Material provided:
======

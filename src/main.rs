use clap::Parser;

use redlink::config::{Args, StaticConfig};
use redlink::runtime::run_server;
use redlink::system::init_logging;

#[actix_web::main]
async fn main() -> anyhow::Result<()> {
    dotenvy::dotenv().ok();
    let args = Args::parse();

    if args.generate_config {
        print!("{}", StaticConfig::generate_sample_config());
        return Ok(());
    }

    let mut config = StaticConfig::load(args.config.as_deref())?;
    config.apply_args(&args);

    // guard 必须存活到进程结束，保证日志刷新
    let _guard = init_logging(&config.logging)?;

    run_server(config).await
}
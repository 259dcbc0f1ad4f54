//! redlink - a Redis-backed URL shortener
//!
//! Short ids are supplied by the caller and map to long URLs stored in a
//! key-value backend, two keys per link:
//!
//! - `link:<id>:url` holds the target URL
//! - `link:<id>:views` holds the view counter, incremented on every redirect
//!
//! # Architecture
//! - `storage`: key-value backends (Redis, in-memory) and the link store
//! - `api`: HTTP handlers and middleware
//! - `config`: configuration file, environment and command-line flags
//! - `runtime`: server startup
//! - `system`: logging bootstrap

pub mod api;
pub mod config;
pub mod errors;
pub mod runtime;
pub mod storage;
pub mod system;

======

What is being asked:
Your response should consist of the listing, reproduced exactly.

Result:
filename src/main.rs
use clap::Parser;

use redlink::config::{Args, StaticConfig};
use redlink::runtime::run_server;
use redlink::system::init_logging;

#[actix_web::main]
async fn main() -> anyhow::Result<()> {
    dotenvy::dotenv().ok();
    let args = Args::parse();

    if args.generate_config {
        print!("{}", StaticConfig::generate_sample_config());
        return Ok(());
    }

    let mut config = StaticConfig::load(args.config.as_deref())?;
    config.apply_args(&args);

    // guard 必须存活到进程结束，保证日志刷新
    let _guard = init_logging(&config.logging)?;

    run_server(config).await
}
repository 259dcbc0f1ad4f54
//! redlink - a Redis-backed URL shortener
//!
//! Short ids are supplied by the caller and map to long URLs stored in a
//! key-value backend, two keys per link:
//!
//! - `link:<id>:url` holds the target URL
//! - `link:<id>:views` holds the view counter, incremented on every redirect
//!
//! # Architecture
//! - `storage`: key-value backends (Redis, in-memory) and the link store
//! - `api`: HTTP handlers and middleware
//! - `config`: configuration file, environment and command-line flags
//! - `runtime`: server startup
//! - `system`: logging bootstrap

pub mod api;
pub mod config;
pub mod errors;
pub mod runtime;
pub mod storage;
pub mod system;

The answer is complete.